Tańce z okolic Łańcuta

Na początku drugiej połowy XIX wieku wyodrębniły się na terenie dawnych Rzeszowiaków trzy regiony kostiumologiczne: rzeszowski, łańcucki i przeworski. Do połowy XIX wieku panowała jednolita, wyrównana formacja ubioru. Pod wpływem nowych ośrodków administracyjnych i procesów gospodarczych powstały dwie nowe odmiany, w zachodniej części – strój rzeszowski, we wschodniej – strój przeworski. Środkowa część, czyli południowa część powiatu łańcuckiego i zachodnia przeworskiego zachowała najstarsze cechy stroju rzeszowskiego i ten strój nazywamy strojem łańcuckim.

Strój łańcucki dotrwał aż do naszych czasów i posiada cechy pierwotnego stroju całej grupy etnicznej, zwanej Rzeszowianami.

Odświętny strój łańcuckiego mężczyzny składał się z lnianej wypuszczonej na spodnie koszuli przepasanej szerokim skórzanym pasem, spodni i kamizelki z rakszawskiego sukna „siwego” lub czarnego oraz z „płótniarki”. Do granatowego „żupana” zakładano wysokie rogate „dłubanki” z czerwonego sukna obszywane barankiem. Potem upowszechniły się „krakuski” amarantowe z czarnym otokiem.
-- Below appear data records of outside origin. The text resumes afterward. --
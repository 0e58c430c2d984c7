//! EMQX HTTP auth, ACL and connection-event hooks

use super::AppState;
use crate::auth::{Action, Decision};
use crate::service::ConnectionEventKind;
use axum::{body::Bytes, extract::State, Json};
use chrono::{DateTime, TimeZone, Utc};
use serde::{de::DeserializeOwned, Deserialize, Serialize};
use tracing::{debug, warn};

/// Replace bare `undefined` tokens with `null`. String contents are left alone.
pub fn sanitize_undefined(body: &str) -> String {
    const TOKEN: &str = "undefined";
    let mut out = String::with_capacity(body.len());
    let mut in_string = false;
    let mut escaped = false;
    let mut rest = body;

    while let Some(c) = rest.chars().next() {
        if in_string {
            match c {
                _ if escaped => escaped = false,
                '\\' => escaped = true,
                '"' => in_string = false,
                _ => {}
            }
        } else if c == '"' {
            in_string = true;
        } else if rest.starts_with(TOKEN) {
            out.push_str("null");
            rest = &rest[TOKEN.len()..];
            continue;
        }
        out.push(c);
        rest = &rest[c.len_utf8()..];
    }
    out
}

fn parse_body<T: DeserializeOwned>(body: &Bytes, hook: &str) -> Option<T> {
    let text = String::from_utf8_lossy(body);
    match serde_json::from_str(&sanitize_undefined(&text)) {
        Ok(parsed) => Some(parsed),
        Err(e) => {
            warn!(hook, error = %e, "Unreadable webhook body");
            None
        }
    }
}

#[derive(Debug, Default, Deserialize)]
#[serde(default)]
pub(crate) struct AuthRequest {
    clientid: Option<String>,
    username: Option<String>,
    password: Option<String>,
}

#[derive(Debug, Serialize)]
pub(crate) struct AuthResponse {
    result: Decision,
    is_superuser: bool,
}

pub(crate) async fn authenticate(State(state): State<AppState>, body: Bytes) -> Json<AuthResponse> {
    let result = match parse_body::<AuthRequest>(&body, "auth") {
        Some(AuthRequest {
            clientid: Some(client_id),
            username: Some(username),
            password: Some(password),
        }) => state.service.authenticate(&client_id, &username, &password).await,
        _ => Decision::Deny,
    };
    Json(AuthResponse {
        result,
        is_superuser: false,
    })
}

#[derive(Debug, Default, Deserialize)]
#[serde(default)]
pub(crate) struct AclRequest {
    clientid: Option<String>,
    username: Option<String>,
    topic: Option<String>,
    action: Option<String>,
}

#[derive(Debug, Serialize)]
pub(crate) struct AclResponse {
    result: Decision,
}

pub(crate) async fn authorize(State(state): State<AppState>, body: Bytes) -> Json<AclResponse> {
    let Some(req) = parse_body::<AclRequest>(&body, "acl") else {
        return Json(AclResponse { result: Decision::Deny });
    };

    let action = req.action.as_deref().and_then(|a| a.parse::<Action>().ok());
    let result = match (req.clientid, req.topic, action) {
        (Some(client_id), Some(topic), Some(action)) => {
            state.service.authorize(&client_id, &topic, action).await
        }
        _ => {
            debug!(username = ?req.username, "ACL request missing fields");
            Decision::Deny
        }
    };
    Json(AclResponse { result })
}

#[derive(Debug, Default, Deserialize)]
#[serde(default)]
pub(crate) struct ConnectionStatusRequest {
    #[serde(alias = "event")]
    event_type: Option<String>,
    clientid: Option<String>,
    username: Option<String>,
    /// Milliseconds since the epoch
    connected_at: Option<i64>,
    disconnected_at: Option<i64>,
    reason: Option<String>,
}

#[derive(Debug, Serialize)]
pub(crate) struct HookAck {
    result: &'static str,
}

fn from_millis(ms: Option<i64>) -> DateTime<Utc> {
    ms.and_then(|ms| Utc.timestamp_millis_opt(ms).single())
        .unwrap_or_else(Utc::now)
}

pub(crate) async fn connection_status(State(state): State<AppState>, body: Bytes) -> Json<HookAck> {
    let ack = Json(HookAck { result: "ok" });
    let Some(req) = parse_body::<ConnectionStatusRequest>(&body, "connection_status") else {
        return ack;
    };

    let kind = req.event_type.as_deref().and_then(ConnectionEventKind::parse);
    let (Some(kind), Some(client_id)) = (kind, req.clientid) else {
        debug!(event = ?req.event_type, "Ignoring connection event");
        return ack;
    };

    let at = match kind {
        ConnectionEventKind::Connected => from_millis(req.connected_at),
        ConnectionEventKind::Disconnected => from_millis(req.disconnected_at),
    };

    match state.service.connection_event(kind, &client_id, at).await {
        Ok(found) => debug!(
            client_id = %client_id,
            username = ?req.username,
            reason = ?req.reason,
            found,
            "Connection event"
        ),
        Err(e) => warn!(client_id = %client_id, error = %e, "Failed to record connection event"),
    }
    ack
}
Używano wpierw butów drewnianych, potem „apostołów”- butów prostych, szerokich w palcach, aby można było wpychać tam słomę dla ocieplenia, i w końcu butów na wzór węgierskich z wywijanymi cholewami, podkutych cienkimi fabrycznymi podkówkami. Kobieta łańcucka w święta ubierała się w mocno krochmalony „fartuch” (spódnica), koszulę lnianę, „kiklik” – stanik gładki, sukienny lub atłasowy i „rańtuch”, w zimie zaś w granatowy żupan sukienny z czerwonymi wyłogami, zdobiony frędzlami i obszyty niebieskim sznurem oraz mosiężnymi „bącolami” (podłużnymi guzami), sięgający do połowy łydek. Podatność na wpływy ludności miejskiej spowodowała systematyczne zanikanie tradycyjnej kultury ludowej Rzeszowiaków. W konsekwencji miejskie wzorce sprzyjały również poprawie poziomu życia i w miarę szybkiemu przenikaniu kultury miejskiej pod rzeszowiackie strzechy.